I always feel a bit conflicted at this time of year, and in some ways this year’s necessary changes have alleviated some of my discomfort around celebrating Thanksgiving. I love this day for food and family, for gratitude and the opportunity to share all that we have, but sometimes it’s impossible to ignore that this holiday is based on a white-washed version of history that in reality led to genocide. It’s one thing to take the time out of our busy lives to just enjoy a pause for hakarat hatov – noticing the good. But is it necessary in a time of physical shut down and overwhelming flow of information of the good and bad in this country?

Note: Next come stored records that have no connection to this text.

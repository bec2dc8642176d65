//! Kind-specific record fields.
//!
//! A payload is an ordered list of fields following the 8-byte header. Each
//! field is aligned to the smaller of its size and the target word, and the
//! header plus payload is padded to a whole number of words. Fields typed
//! `u64` below are target words: 4 bytes on 32-bit targets, zero extended on
//! read and truncated on write.

use super::header::HEADER_SIZE;
use crate::{
    Result, format_error,
    target::{Endian, PointerWidth},
};
use alloc::{format, vec::Vec};
use core::fmt;

/// A fixed-width integer stored in a record payload.
pub(crate) trait RecordField: Copy {
    fn size(width: PointerWidth) -> usize;

    fn from_raw(raw: u64) -> Self;

    fn to_raw(self) -> u64;

    fn fmt_value(self, f: &mut fmt::Formatter<'_>) -> fmt::Result {
        write!(f, "{:#x}", self.to_raw())
    }
}

macro_rules! fixed_field {
    ($($ty:ty),*) => {
        $(
            impl RecordField for $ty {
                #[inline]
                fn size(_: PointerWidth) -> usize {
                    size_of::<$ty>()
                }

                #[inline]
                fn from_raw(raw: u64) -> Self {
                    raw as $ty
                }

                #[inline]
                fn to_raw(self) -> u64 {
                    self as u64
                }
            }
        )*
    };
}

fixed_field!(u8, u16, u32);

impl RecordField for i32 {
    #[inline]
    fn size(_: PointerWidth) -> usize {
        4
    }

    #[inline]
    fn from_raw(raw: u64) -> Self {
        raw as u32 as i32
    }

    #[inline]
    fn to_raw(self) -> u64 {
        self as u32 as u64
    }

    fn fmt_value(self, f: &mut fmt::Formatter<'_>) -> fmt::Result {
        write!(f, "{self}")
    }
}

/// Target word.
impl RecordField for u64 {
    #[inline]
    fn size(width: PointerWidth) -> usize {
        width.bytes()
    }

    #[inline]
    fn from_raw(raw: u64) -> Self {
        raw
    }

    #[inline]
    fn to_raw(self) -> u64 {
        self
    }
}

#[inline]
pub(crate) const fn align_up(value: usize, align: usize) -> usize {
    (value + align - 1) & !(align - 1)
}

/// Reads payload fields from a record, starting right after the header.
pub(crate) struct FieldReader<'a> {
    bytes: &'a [u8],
    pos: usize,
    endian: Endian,
    width: PointerWidth,
}

impl<'a> FieldReader<'a> {
    pub(crate) fn new(bytes: &'a [u8], endian: Endian, width: PointerWidth) -> Self {
        Self {
            bytes,
            pos: HEADER_SIZE,
            endian,
            width,
        }
    }

    pub(crate) fn read<F: RecordField>(&mut self) -> Result<F> {
        let size = F::size(self.width);
        let start = align_up(self.pos, size.min(self.width.bytes()));
        let Some(raw) = self.bytes.get(start..start + size) else {
            return Err(format_error(format!(
                "record of {} bytes is too small for its payload",
                self.bytes.len()
            )));
        };
        self.pos = start + size;
        Ok(F::from_raw(self.endian.read_uint(raw)))
    }

    /// Size of the header and payload, padded to the word size.
    pub(crate) fn finish(self) -> usize {
        align_up(self.pos, self.width.bytes())
    }
}

/// Appends payload fields to a record under construction.
pub(crate) struct FieldWriter<'a> {
    out: &'a mut Vec<u8>,
    start: usize,
    endian: Endian,
    width: PointerWidth,
}

impl<'a> FieldWriter<'a> {
    /// `out` must already hold the record header at `start`.
    pub(crate) fn new(
        out: &'a mut Vec<u8>,
        start: usize,
        endian: Endian,
        width: PointerWidth,
    ) -> Self {
        Self {
            out,
            start,
            endian,
            width,
        }
    }

    fn pad_to(&mut self, align: usize) {
        let len = self.out.len() - self.start;
        self.out.resize(self.start + align_up(len, align), 0);
    }

    pub(crate) fn write<F: RecordField>(&mut self, value: F) {
        let size = F::size(self.width);
        self.pad_to(size.min(self.width.bytes()));
        let at = self.out.len();
        self.out.resize(at + size, 0);
        self.endian.write_uint(&mut self.out[at..], value.to_raw());
    }

    pub(crate) fn finish(mut self) {
        self.pad_to(self.width.bytes());
    }
}

macro_rules! payloads {
    ($($(#[$meta:meta])* $shape:ident { $($field:ident : $ty:ty),* $(,)? })*) => {
        /// The payload layout of a record kind.
        #[derive(Debug, Clone, Copy, PartialEq, Eq, Hash)]
        pub enum PayloadShape {
            $($shape,)*
        }

        /// The decoded payload of a record.
        #[derive(Debug, Clone, Copy, PartialEq, Eq)]
        pub enum Payload {
            $($(#[$meta])* $shape { $($field: $ty),* },)*
        }

        impl Payload {
            pub fn shape(&self) -> PayloadShape {
                match self {
                    $(Payload::$shape { .. } => PayloadShape::$shape,)*
                }
            }

            pub(crate) fn decode(
                shape: PayloadShape,
                reader: &mut FieldReader<'_>,
            ) -> Result<Self> {
                match shape {
                    $(PayloadShape::$shape => {
                        $(let $field = reader.read::<$ty>()?;)*
                        Ok(Payload::$shape { $($field),* })
                    })*
                }
            }

            pub(crate) fn encode(&self, writer: &mut FieldWriter<'_>) {
                match self {
                    $(Payload::$shape { $($field),* } => {
                        $(writer.write(*$field);)*
                    })*
                }
            }

            pub(crate) fn fmt_fields(&self, f: &mut fmt::Formatter<'_>) -> fmt::Result {
                match self {
                    $(Payload::$shape { $($field),* } => {
                        $(
                            write!(f, "\t{} ", stringify!($field))?;
                            RecordField::fmt_value(*$field, f)?;
                            writeln!(f)?;
                        )*
                    })*
                }
                Ok(())
            }
        }
    };
}

payloads! {
    Empty {}
    ConstantPool { inlined_site_index: u64, constant_pool: u64 }
    Helper { helper_id: u32 }
    DataAddress { inlined_site_index: u64, constant_pool: u64, cp_index: u64, offset: u64 }
    ConstantPoolWithIndex { inlined_site_index: u64, constant_pool: u64, cp_index: u64 }
    WithOffset { offset: u64 }
    PicTrampolines { num_trampolines: u32 }
    MethodTracingCheck { destination_address: u64 }
    VerifyClassObjectForAlloc {
        inlined_site_index: u64,
        constant_pool: u64,
        cp_index: u64,
        branch_offset: u64,
        allocation_size: u64,
    }
    InlinedAllocation {
        inlined_site_index: u64,
        constant_pool: u64,
        cp_index: u64,
        branch_offset: u64,
    }
    ValidateClass {
        inlined_site_index: u64,
        constant_pool: u64,
        cp_index: u64,
        class_chain_offset: u64,
    }
    InlinedMethod {
        inlined_site_index: u64,
        constant_pool: u64,
        cp_index: u64,
        rom_class_offset: u64,
    }
    NopGuard {
        inlined_site_index: u64,
        constant_pool: u64,
        cp_index: u64,
        rom_class_offset: u64,
        destination_address: u64,
    }
    ProfiledInlinedMethod {
        inlined_site_index: u64,
        constant_pool: u64,
        cp_index: u64,
        rom_class_offset: u64,
        loader_chain_offset: u64,
        class_chain_offset: u64,
        vtable_slot: u64,
    }
    MethodPointer {
        inlined_site_index: u64,
        loader_chain_offset: u64,
        class_chain_offset: u64,
        vtable_slot: u64,
    }
    Pointer { inlined_site_index: u64, loader_chain_offset: u64, class_chain_offset: u64 }
    ValidateArbitraryClass { loader_chain_offset: u64, class_chain_offset: u64 }
    EmitClass { inlined_site_index: u64, bc_index: i32 }
    DebugCounter {
        inlined_site_index: u64,
        bc_index: i32,
        name_offset: u64,
        delta: i32,
        fidelity: u8,
        static_delta: i32,
    }
    J2IVirtualThunkPointer {
        inlined_site_index: u64,
        constant_pool: u64,
        offset_to_thunk_pointer: u64,
    }
    MethodCallAddress { method_address: u64 }
    ResolvedTrampolines { symbol_id: u16 }
    BlockFrequency { frequency_offset: u64 }
    ValidateRootClass { class_id: u16 }
    ValidateClassByName {
        class_id: u16,
        beholder_id: u16,
        primitive_type: u8,
        rom_class_offset: u64,
    }
    ValidateProfiledClass {
        class_id: u16,
        primitive_type: u8,
        class_chain_offset: u64,
        loader_chain_offset: u64,
    }
    ValidateClassFromCp { class_id: u16, beholder_id: u16, cp_index: u32 }
    ValidateDefiningClassFromCp { is_static: u8, class_id: u16, beholder_id: u16, cp_index: u32 }
    ValidateClassFromMethod { class_id: u16, method_id: u16 }
    /// A class derived from another one: component, array, super, `Class`
    /// class or concrete subclass.
    ValidateDerivedClass { class_id: u16, from_class_id: u16 }
    ValidateClassInstanceOfClass {
        object_type_is_fixed: u8,
        cast_type_is_fixed: u8,
        is_instance_of: u8,
        class_one_id: u16,
        class_two_id: u16,
    }
    ValidateSystemClassByName { system_class_id: u16, rom_class_offset: u64 }
    ValidateClassChain { class_id: u16, class_chain_offset: u64 }
    ValidateRomClass { class_id: u16, rom_class_offset: u64 }
    ValidatePrimitiveClass { class_id: u16, primitive_type: u8 }
    ValidateMethodFromInlinedSite { method_id: u16, inlined_site_index: u64 }
    ValidateMethodByName {
        method_id: u16,
        beholder_id: u16,
        rom_class_offset: u64,
        rom_method_offset: u64,
    }
    ValidateMethodFromClass { method_id: u16, beholder_id: u16, index: u32 }
    ValidateMethodFromCp { method_id: u16, beholder_id: u16, cp_index: u32 }
    ValidateVirtualMethodFromOffset {
        method_id: u16,
        beholder_id: u16,
        virtual_call_offset: i32,
        ignore_rt_resolve: u8,
    }
    ValidateInterfaceMethodFromCp {
        method_id: u16,
        beholder_id: u16,
        lookup_id: u16,
        cp_index: u32,
    }
    ValidateMethodFromClassAndSig {
        method_id: u16,
        method_class_id: u16,
        beholder_id: u16,
        rom_method_offset: u64,
    }
    ValidateStackWalkerMaySkipFrames { method_id: u16, method_class_id: u16, skip_frames: u8 }
    ValidateArrayClassFromJavaVm { array_class_id: u16, array_class_index: i32 }
    ValidateClassInfoIsInitialized { class_id: u16, is_initialized: u8 }
    ValidateMethodFromSingleImplementer {
        method_id: u16,
        this_class_id: u16,
        cp_index_or_vft_slot: i32,
        caller_method_id: u16,
        use_resolved_interface_method: u16,
    }
    ValidateMethodFromSingleInterfaceImplementer {
        method_id: u16,
        this_class_id: u16,
        cp_index: i32,
        caller_method_id: u16,
    }
    ValidateMethodFromSingleAbstractImplementer {
        method_id: u16,
        this_class_id: u16,
        vft_slot: i32,
        caller_method_id: u16,
    }
    SymbolFromManager { symbol_id: u16, symbol_type: u16 }
}

impl Payload {
    /// The raw inlined site index, for payloads that carry one.
    pub fn inlined_site_index(&self) -> Option<u64> {
        match *self {
            Payload::ConstantPool { inlined_site_index, .. }
            | Payload::DataAddress { inlined_site_index, .. }
            | Payload::ConstantPoolWithIndex { inlined_site_index, .. }
            | Payload::VerifyClassObjectForAlloc { inlined_site_index, .. }
            | Payload::InlinedAllocation { inlined_site_index, .. }
            | Payload::ValidateClass { inlined_site_index, .. }
            | Payload::InlinedMethod { inlined_site_index, .. }
            | Payload::NopGuard { inlined_site_index, .. }
            | Payload::ProfiledInlinedMethod { inlined_site_index, .. }
            | Payload::MethodPointer { inlined_site_index, .. }
            | Payload::Pointer { inlined_site_index, .. }
            | Payload::EmitClass { inlined_site_index, .. }
            | Payload::DebugCounter { inlined_site_index, .. }
            | Payload::J2IVirtualThunkPointer { inlined_site_index, .. }
            | Payload::ValidateMethodFromInlinedSite { inlined_site_index, .. } => {
                Some(inlined_site_index)
            }
            _ => None,
        }
    }

    /// The compile-time constant pool address, for payloads that carry one.
    pub fn constant_pool(&self) -> Option<u64> {
        match *self {
            Payload::ConstantPool { constant_pool, .. }
            | Payload::DataAddress { constant_pool, .. }
            | Payload::ConstantPoolWithIndex { constant_pool, .. }
            | Payload::VerifyClassObjectForAlloc { constant_pool, .. }
            | Payload::InlinedAllocation { constant_pool, .. }
            | Payload::ValidateClass { constant_pool, .. }
            | Payload::InlinedMethod { constant_pool, .. }
            | Payload::NopGuard { constant_pool, .. }
            | Payload::ProfiledInlinedMethod { constant_pool, .. }
            | Payload::J2IVirtualThunkPointer { constant_pool, .. } => Some(constant_pool),
            _ => None,
        }
    }

    pub fn cp_index(&self) -> Option<u64> {
        match *self {
            Payload::DataAddress { cp_index, .. }
            | Payload::ConstantPoolWithIndex { cp_index, .. }
            | Payload::VerifyClassObjectForAlloc { cp_index, .. }
            | Payload::InlinedAllocation { cp_index, .. }
            | Payload::ValidateClass { cp_index, .. }
            | Payload::InlinedMethod { cp_index, .. }
            | Payload::NopGuard { cp_index, .. }
            | Payload::ProfiledInlinedMethod { cp_index, .. } => Some(cp_index),
            _ => None,
        }
    }
}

I recall some years ago, a friend sharing on Facebook that they think about the Thanksgiving story as a dream of what might be. Did the pilgrims and the Native Americans ever really share bounties in perfect harmony? Maybe not. But we could still learn to share our bounties and live in harmony. Dreams can be divine inspiration, but they still require human action to come to fruition. To simply accept this dream of the Thanksgiving story at face value is to dishonor its message. We must act to ensure safety and nourishment, equality and health, racial and environmental justice, to bring about a reality that approximates the vision of the world we proclaim on Thanksgiving.

In this week’s Torah portion, Parashat Vayeitzei, we read the story of Jacob’s dream – a ladder with angels ascending and descending. There is the promise of Divine presence and protection, but also a requirement for human action. Jacob must work to become Israel – 20 years for Laban, wrestling with angels, establishing norms and blessings and giving rise to the tribes that will later become our people. When he awakes from his dream, he says, “God was in this place and I did not know!” He notices the good and does not take this divine moment for granted. Yet, throughout his years of labor, he never accepts less than he deserves (or thinks he deserves). Tricked into marrying the wrong wife, he keeps working until he marries the one he loved. Nearly cheated out of material payment for his labor with the flocks, he works to ensure that he is able to leave Laban’s land with proper earnings. He is able to hold gratitude in one hand and hope and desire for more in the other.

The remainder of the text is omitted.